As part of the Huggingface ‘#huggan’ event, I thought it would be interesting to fine-tune a latent diffusion model on the WikiArt dataset, which (as the name suggests) consists of paintings in various genres and styles.

What is CLOOB-Conditioned Latent Diffusion?

Diffusion models are getting a lot of fame at the moment thanks to GLIDE and DALL-E 2 which have recently rocked the internet with their astounding text-to-image capabilities. They are trained by gradually adding noise to an input image over a series of steps, and having the network predict how to ‘undo’ this process. If we start from pure noise and have the network progressively try to ‘fix’ the image we eventually end up with a nice looking output (if all is working well).

An illustration of this kind of model from the website related to one of the key papers that first outlined this idea.

To add text-to-image capacity to these models, they are often ‘conditioned’ on some representation of the captions that go along with the images. That is, in addition to seeing a noisy image, they also get an encoding of the text describing the image to help in the de-noising step. Starting from noise again but this time giving a description of the desired output image as the text conditioning ideally steers the network towards generating an image that matches the description.

CLOOB architecture diagram (from the project page – which is worth a read!)

Downsides: these diffusion models are computationally intensive to train, and require images with text labels. Latent diffusion models reduce the computational requirements by doing the denoising in the latent space of an autoencoder rather than on images directly. And since CLOOB maps both images and text to the same space, we can substitute the CLOOB encodings of the image itself in place of actual caption encodings if we want to train with unlabelled images.
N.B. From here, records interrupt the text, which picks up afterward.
#[cfg(test)]
mod tests {
    use super::*;
    use crate::domain::entities::{FlightStatus, GuestTravelRecord, VehicleType};
    use crate::domain::planning::PlannedGroup;
    use crate::domain::repositories::{
        MockEventRepository, MockTransportRepository, MockTravelRepository, PruneOutcome,
        SavedGroup,
    };
    use crate::infrastructure::lock::LocalLock;
    use chrono::{NaiveDate, NaiveTime, Utc};

    fn sample_event(id: i64) -> WeddingEvent {
        WeddingEvent {
            id,
            name: "Ana & Luis".to_string(),
            location: Some("Sintra".to_string()),
            hotel_name: Some("Tivoli Sintra".to_string()),
            transport_buffer_time: Some("00:30".to_string()),
            start_date: None,
            end_date: None,
            created_at: Utc::now(),
            updated_at: Utc::now(),
        }
    }

    fn arrival(guest_id: i64, time: Option<(u32, u32)>, location: &str) -> GuestTravelRecord {
        GuestTravelRecord {
            guest_id,
            arrival_date: NaiveDate::from_ymd_opt(2026, 6, 12),
            arrival_time: time.and_then(|(h, m)| NaiveTime::from_hms_opt(h, m, 0)),
            arrival_location: Some(location.to_string()),
            flight_number: Some("TP1351".to_string()),
            needs_transportation: true,
            flight_status: FlightStatus::Confirmed,
        }
    }

    fn saved_from(planned: &PlannedGroup, id: i64, status: GroupStatus, created: bool) -> SavedGroup {
        let g = &planned.group;
        SavedGroup {
            group: TransportGroup {
                id,
                event_id: g.event_id,
                name: g.name.clone(),
                pickup_location: g.pickup_location.clone(),
                pickup_date: g.pickup_date,
                pickup_time_slot: g.pickup_time_slot.clone(),
                dropoff_location: g.dropoff_location.clone(),
                vehicle_type: g.vehicle_type,
                vehicle_count: g.vehicle_count,
                vehicle_capacity: g.vehicle_capacity,
                status,
                transport_mode: g.transport_mode.clone(),
                generation_key: g.generation_key.clone(),
                created_at: Utc::now(),
                updated_at: Utc::now(),
            },
            created,
            allocations: planned.allocations.len(),
        }
    }

    fn sample_group(id: i64, status: GroupStatus) -> TransportGroup {
        TransportGroup {
            id,
            event_id: 1,
            name: "Flight Pickup - LIS 13:30".to_string(),
            pickup_location: "LIS".to_string(),
            pickup_date: NaiveDate::from_ymd_opt(2026, 6, 12).unwrap(),
            pickup_time_slot: "13:30".to_string(),
            dropoff_location: "Tivoli Sintra".to_string(),
            vehicle_type: VehicleType::Sedan,
            vehicle_count: 1,
            vehicle_capacity: 4,
            status,
            transport_mode: "shuttle".to_string(),
            generation_key: Some("1:LIS_2026-06-12_13:30".to_string()),
            created_at: Utc::now(),
            updated_at: Utc::now(),
        }
    }

    fn service(
        events: MockEventRepository,
        travel: MockTravelRepository,
        transport: MockTransportRepository,
        lock: Arc<dyn GenerationLock>,
    ) -> TransportService<MockEventRepository, MockTravelRepository, MockTransportRepository> {
        TransportService::new(
            Arc::new(events),
            Arc::new(travel),
            Arc::new(transport),
            lock,
        )
    }

    fn existing_event() -> MockEventRepository {
        let mut events = MockEventRepository::new();
        events
            .expect_find_by_id()
            .returning(|id| Ok(Some(sample_event(id))));
        events
    }

    #[tokio::test]
    async fn test_generate_buckets_and_reports() {
        let mut travel = MockTravelRepository::new();
        let mut transport = MockTransportRepository::new();

        travel.expect_find_flight_arrivals().times(1).returning(|_| {
            Ok(vec![
                arrival(1, Some((13, 10)), "LIS"),
                arrival(2, Some((13, 20)), "LIS"),
                arrival(3, Some((9, 0)), "OPO"),
                arrival(4, None, "LIS"),
            ])
        });

        transport
            .expect_save_generated_group()
            .times(2)
            .returning(|planned| Ok(saved_from(&planned, 1, GroupStatus::Draft, true)));
        transport
            .expect_prune_generated()
            .withf(|event_id, keep| *event_id == 1 && keep.len() == 3 && !keep.contains(&4))
            .times(1)
            .returning(|_, _| Ok(PruneOutcome::default()));

        let report = service(existing_event(), travel, transport, Arc::new(LocalLock::default()))
            .generate_from_flights(1)
            .await
            .unwrap();

        assert_eq!(report.groups_created, 2);
        assert_eq!(report.groups_updated, 0);
        assert_eq!(report.guests_processed, 4);
        assert_eq!(report.guests_grouped, 3);
        assert_eq!(report.buffer_minutes, 30);
        assert_eq!(report.skipped, vec![4]);
    }

    #[tokio::test]
    async fn test_generate_writes_draft_shuttle_groups() {
        let mut travel = MockTravelRepository::new();
        let mut transport = MockTransportRepository::new();

        travel
            .expect_find_flight_arrivals()
            .returning(|_| Ok((1..=5).map(|id| arrival(id, Some((13, 10)), "LIS")).collect()));

        transport
            .expect_save_generated_group()
            .withf(|planned| {
                let g = &planned.group;
                g.name == "Flight Pickup - LIS 13:30"
                    && g.pickup_time_slot == "13:30"
                    && g.dropoff_location == "Tivoli Sintra"
                    && g.transport_mode == "shuttle"
                    && g.vehicle_type == VehicleType::Suv
                    && g.vehicle_count == 1
                    && g.vehicle_capacity == 6
                    && g.generation_key.as_deref() == Some("1:LIS_2026-06-12_13:30")
                    && planned.allocations.len() == 5
            })
            .times(1)
            .returning(|planned| Ok(saved_from(&planned, 7, GroupStatus::Draft, true)));
        transport
            .expect_prune_generated()
            .returning(|_, _| Ok(PruneOutcome::default()));

        let report = service(existing_event(), travel, transport, Arc::new(LocalLock::default()))
            .generate_from_flights(1)
            .await
            .unwrap();

        assert_eq!(report.groups_created, 1);
        assert_eq!(report.guests_grouped, 5);
    }

    #[tokio::test]
    async fn test_second_run_updates_instead_of_creating() {
        let mut travel = MockTravelRepository::new();
        let mut transport = MockTransportRepository::new();

        travel
            .expect_find_flight_arrivals()
            .returning(|_| Ok(vec![arrival(1, Some((13, 10)), "LIS")]));
        transport
            .expect_save_generated_group()
            .returning(|planned| Ok(saved_from(&planned, 7, GroupStatus::Confirmed, false)));
        transport
            .expect_prune_generated()
            .returning(|_, _| Ok(PruneOutcome::default()));

        let report = service(existing_event(), travel, transport, Arc::new(LocalLock::default()))
            .generate_from_flights(1)
            .await
            .unwrap();

        assert_eq!(report.groups_created, 0);
        assert_eq!(report.groups_updated, 1);
    }

    #[tokio::test]
    async fn test_generate_unknown_event() {
        let mut events = MockEventRepository::new();
        events.expect_find_by_id().times(1).returning(|_| Ok(None));

        let mut travel = MockTravelRepository::new();
        travel.expect_find_flight_arrivals().times(0);

        let result = service(
            events,
            travel,
            MockTransportRepository::new(),
            Arc::new(LocalLock::default()),
        )
        .generate_from_flights(42)
        .await;

        match result.unwrap_err() {
            AppError::NotFound { message, .. } => assert_eq!(message, "Event not found"),
            other => panic!("unexpected error: {other:?}"),
        }
    }

    #[tokio::test]
    async fn test_generate_refused_while_locked() {
        let lock = Arc::new(LocalLock::default());
        let held = lock
            .try_acquire("transport-generation:1")
            .await
            .unwrap()
            .unwrap();

        let mut travel = MockTravelRepository::new();
        travel.expect_find_flight_arrivals().times(0);

        let svc = service(
            existing_event(),
            travel,
            MockTransportRepository::new(),
            lock.clone(),
        );

        let result = svc.generate_from_flights(1).await;
        assert!(matches!(result.unwrap_err(), AppError::Conflict { .. }));

        lock.release(&held).await.unwrap();
    }

    #[tokio::test]
    async fn test_lock_released_after_failure() {
        let lock = Arc::new(LocalLock::default());
        let mut travel = MockTravelRepository::new();

        travel
            .expect_find_flight_arrivals()
            .times(1)
            .returning(|_| Err(AppError::internal("Database error", json!({}))));

        let svc = service(
            existing_event(),
            travel,
            MockTransportRepository::new(),
            lock.clone(),
        );

        assert!(svc.generate_from_flights(1).await.is_err());
        assert!(
            lock.try_acquire("transport-generation:1")
                .await
                .unwrap()
                .is_some()
        );
    }

    #[tokio::test]
    async fn test_update_group_rejects_backward_status() {
        let mut transport = MockTransportRepository::new();
        transport
            .expect_find_by_id()
            .times(1)
            .returning(|id| Ok(Some(sample_group(id, GroupStatus::Confirmed))));
        transport.expect_update().times(0);

        let patch = TransportGroupPatch {
            status: Some(GroupStatus::Draft),
            ..Default::default()
        };

        let result = service(
            MockEventRepository::new(),
            MockTravelRepository::new(),
            transport,
            Arc::new(LocalLock::default()),
        )
        .update_group(5, patch)
        .await;

        assert!(matches!(result.unwrap_err(), AppError::Validation { .. }));
    }

    #[tokio::test]
    async fn test_update_group_forward_status() {
        let mut transport = MockTransportRepository::new();
        transport
            .expect_find_by_id()
            .returning(|id| Ok(Some(sample_group(id, GroupStatus::Draft))));
        transport
            .expect_update()
            .times(1)
            .returning(|id, patch| Ok(Some(sample_group(id, patch.status.unwrap()))));

        let patch = TransportGroupPatch {
            status: Some(GroupStatus::Pending),
            ..Default::default()
        };

        let group = service(
            MockEventRepository::new(),
            MockTravelRepository::new(),
            transport,
            Arc::new(LocalLock::default()),
        )
        .update_group(5, patch)
        .await
        .unwrap();

        assert_eq!(group.status, GroupStatus::Pending);
    }

    #[tokio::test]
    async fn test_delete_missing_group() {
        let mut transport = MockTransportRepository::new();
        transport.expect_delete().times(1).returning(|_| Ok(false));

        let result = service(
            MockEventRepository::new(),
            MockTravelRepository::new(),
            transport,
            Arc::new(LocalLock::default()),
        )
        .delete_group(9)
        .await;

        assert!(matches!(result.unwrap_err(), AppError::NotFound { .. }));
    }

    #[tokio::test]
    async fn test_delete_draft_groups_only_targets_drafts() {
        let mut transport = MockTransportRepository::new();
        transport
            .expect_delete_by_status()
            .withf(|event_id, status| *event_id == 1 && *status == GroupStatus::Draft)
            .times(1)
            .returning(|_, _| Ok(3));

        let deleted = service(
            existing_event(),
            MockTravelRepository::new(),
            transport,
            Arc::new(LocalLock::default()),
        )
        .delete_draft_groups(1)
        .await
        .unwrap();

        assert_eq!(deleted, 3);
    }
}
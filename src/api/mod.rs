//! HTTP surface of the planner API.
//!
//! Handlers validate [`dto`] payloads, call the application services held in
//! [`crate::state::AppState`] and map entities back to response bodies.
//! [`routes`] lists the authenticated endpoints; the public `/health` route
//! and the middleware stack are assembled in [`crate::routes`].

pub mod dto;
pub mod handlers;
pub mod middleware;
pub mod routes;
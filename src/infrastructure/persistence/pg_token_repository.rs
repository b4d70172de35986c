//! PostgreSQL implementation of [`TokenRepository`].

use async_trait::async_trait;
use chrono::{DateTime, Utc};
use sqlx::{FromRow, PgPool};
use std::sync::Arc;

use crate::domain::entities::ApiToken;
use crate::domain::repositories::TokenRepository;
use crate::error::AppError;

const TOKEN_COLUMNS: &str = "id, name, token_hash, created_at, last_used_at, revoked_at";

#[derive(FromRow)]
struct TokenRow {
    id: i64,
    name: String,
    token_hash: String,
    created_at: DateTime<Utc>,
    last_used_at: Option<DateTime<Utc>>,
    revoked_at: Option<DateTime<Utc>>,
}

impl From<TokenRow> for ApiToken {
    fn from(r: TokenRow) -> Self {
        ApiToken {
            id: r.id,
            name: r.name,
            token_hash: r.token_hash,
            created_at: r.created_at,
            last_used_at: r.last_used_at,
            revoked_at: r.revoked_at,
        }
    }
}

pub struct PgTokenRepository {
    pool: Arc<PgPool>,
}

impl PgTokenRepository {
    pub fn new(pool: Arc<PgPool>) -> Self {
        Self { pool }
    }
}

#[async_trait]
impl TokenRepository for PgTokenRepository {
    async fn touch_active(&self, token_hash: &str) -> Result<Option<ApiToken>, AppError> {
        let sql = format!(
            r#"
            UPDATE api_tokens
            SET last_used_at = NOW()
            WHERE token_hash = $1
              AND revoked_at IS NULL
            RETURNING {TOKEN_COLUMNS}
            "#
        );

        let row = sqlx::query_as::<_, TokenRow>(&sql)
            .bind(token_hash)
            .fetch_optional(self.pool.as_ref())
            .await?;

        Ok(row.map(Into::into))
    }

    async fn create(&self, name: &str, token_hash: &str) -> Result<ApiToken, AppError> {
        let sql = format!(
            "INSERT INTO api_tokens (name, token_hash) VALUES ($1, $2) RETURNING {TOKEN_COLUMNS}"
        );

        let row = sqlx::query_as::<_, TokenRow>(&sql)
            .bind(name)
            .bind(token_hash)
            .fetch_one(self.pool.as_ref())
            .await?;

        Ok(row.into())
    }

    async fn list(&self) -> Result<Vec<ApiToken>, AppError> {
        let sql = format!("SELECT {TOKEN_COLUMNS} FROM api_tokens ORDER BY created_at DESC, id DESC");

        let rows = sqlx::query_as::<_, TokenRow>(&sql)
            .fetch_all(self.pool.as_ref())
            .await?;

        Ok(rows.into_iter().map(Into::into).collect())
    }

    async fn find_by_id(&self, id: i64) -> Result<Option<ApiToken>, AppError> {
        let sql = format!("SELECT {TOKEN_COLUMNS} FROM api_tokens WHERE id = $1");

        let row = sqlx::query_as::<_, TokenRow>(&sql)
            .bind(id)
            .fetch_optional(self.pool.as_ref())
            .await?;

        Ok(row.map(Into::into))
    }

    async fn find_by_name(&self, name: &str) -> Result<Option<ApiToken>, AppError> {
        let sql = format!("SELECT {TOKEN_COLUMNS} FROM api_tokens WHERE name = $1");

        let row = sqlx::query_as::<_, TokenRow>(&sql)
            .bind(name)
            .fetch_optional(self.pool.as_ref())
            .await?;

        Ok(row.map(Into::into))
    }

    async fn revoke(&self, id: i64) -> Result<bool, AppError> {
        let result = sqlx::query(
            "UPDATE api_tokens SET revoked_at = NOW() WHERE id = $1 AND revoked_at IS NULL",
        )
        .bind(id)
        .execute(self.pool.as_ref())
        .await?;

        Ok(result.rows_affected() > 0)
    }
}
//! Per-event generation locking.
//!
//! Provides a [`GenerationLock`] trait with two implementations:
//! - [`RedisLock`] - Redis-backed, safe across several service instances
//! - [`LocalLock`] - In-process fallback for single-instance deployments and tests

mod local_lock;
mod redis_lock;
mod service;

pub use local_lock::LocalLock;
pub use redis_lock::RedisLock;
pub use service::{GenerationLock, LockError, LockResult, LockToken};
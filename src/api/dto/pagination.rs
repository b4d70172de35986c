//! Page-based listing: `?page=&page_size=` in, a `pagination` block out.

use serde::{Deserialize, Serialize};
use serde_json::json;
use serde_with::{DisplayFromStr, serde_as};
use std::ops::RangeInclusive;

use crate::error::AppError;

const DEFAULT_PAGE_SIZE: u32 = 25;
const PAGE_SIZE_RANGE: RangeInclusive<u32> = 1..=200;

/// Raw query parameters. Query strings carry numbers as text, hence
/// `DisplayFromStr`.
#[serde_as]
#[derive(Debug, Default, Deserialize)]
pub struct PaginationParams {
    #[serde_as(as = "Option<DisplayFromStr>")]
    #[serde(default)]
    pub page: Option<u32>,

    #[serde_as(as = "Option<DisplayFromStr>")]
    #[serde(default)]
    pub page_size: Option<u32>,
}

/// A checked page request.
#[derive(Debug, Clone, Copy, PartialEq, Eq)]
pub struct Page {
    pub number: u32,
    pub size: u32,
}

impl Page {
    pub fn offset(&self) -> i64 {
        i64::from(self.number - 1) * i64::from(self.size)
    }

    pub fn limit(&self) -> i64 {
        i64::from(self.size)
    }

    pub fn meta(&self, total_items: i64) -> PaginationMeta {
        let total_pages = (total_items.max(0) as u64).div_ceil(u64::from(self.size)) as u32;
        PaginationMeta {
            page: self.number,
            page_size: self.size,
            total_items,
            total_pages,
        }
    }
}

impl TryFrom<PaginationParams> for Page {
    type Error = AppError;

    fn try_from(params: PaginationParams) -> Result<Self, Self::Error> {
        let number = params.page.unwrap_or(1);
        let size = params.page_size.unwrap_or(DEFAULT_PAGE_SIZE);

        if number == 0 {
            return Err(AppError::bad_request(
                "Invalid pagination",
                json!({ "page": "must be at least 1" }),
            ));
        }
        if !PAGE_SIZE_RANGE.contains(&size) {
            return Err(AppError::bad_request(
                "Invalid pagination",
                json!({
                    "page_size": format!(
                        "must be between {} and {}",
                        PAGE_SIZE_RANGE.start(),
                        PAGE_SIZE_RANGE.end()
                    )
                }),
            ));
        }

        Ok(Page { number, size })
    }
}

#[derive(Debug, Serialize)]
pub struct PaginationMeta {
    pub page: u32,
    pub page_size: u32,
    pub total_items: i64,
    pub total_pages: u32,
}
A neat trick if you ask me!

The best non-closed text-to-image implementation at the moment is probably the latent diffusion model trained by the CompVis team, which you can try out here.

Training/Fine-Tuning a model

@JDP provides training code for CLOOB conditioned latent diffusion (https://github.com/JD-P/cloob-latent-diffusion) based on the similar CLIP conditioned diffusion trained by Katherine Crowson (https://github.com/crowsonkb/v-diffusion-pytorch). One of my #huggan team members, Théo Gigant, uploaded the WikiArt dataset to the huggingface hub, and the images were downloaded, resized and saved to a directory on a 2xA6000 GPU machine provided by Paperspace.

After a few false starts figuring out model loading and other little quirks, we did a ~12 hour training run and logged the results using Weights and Biases. You can view demo outputs from the model as it trains in the report, which thanks to the W&B magic showed them live as the model was training, making for exciting viewing among our team 🙂

Evaluating The Resulting Model

WikiArt is not a huge dataset relative to the model (which has over a billion parameters). One of the main things we were curious about was how the resulting model would be different from the one we started with, which was trained on a much larger and more diverse set of images. Has it ‘overfit’ to the point of being unuseable? How much more ‘arty’ do the results look when passing descriptions that don’t necessarily suggest fine art? And has fine-tuning on a relatively ‘clean’ dataset lowered the ability of the model to produce disturbing outputs? To answer these questions, we generated hundreds of images with both models.

I’ve moved the side-by-side comparisons to a gallery at the end of this post. These were the key takeaways for me:

  • Starting from a ‘photorealistic’ autoencoder didn’t stop it from making very painterly outputs. This was useful – we thought we might have to train our own autoencoder first as well.
  • The type of output definitely shifted, almost everything it makes looks like a painting
  • It lost a lot of more general concepts but does really well with styles/artists/image types present in the dataset. So landscape paintings are great, but ‘a frog’ is not going to give anything recognizable and ‘an avocado armchair’ is a complete fail 🙂
  • It may have over-fit, and this seems to have made it much less likely to generate disturbing content (at the expense of also being bad at a lot of other content types).

Closing Thoughts

Approaches like CLOOB-Conditioned Latent Diffusion are bringing down the barrier to entry and making it possible for individuals or small organisations to have a crack at training diffusion models without $$$ of compute.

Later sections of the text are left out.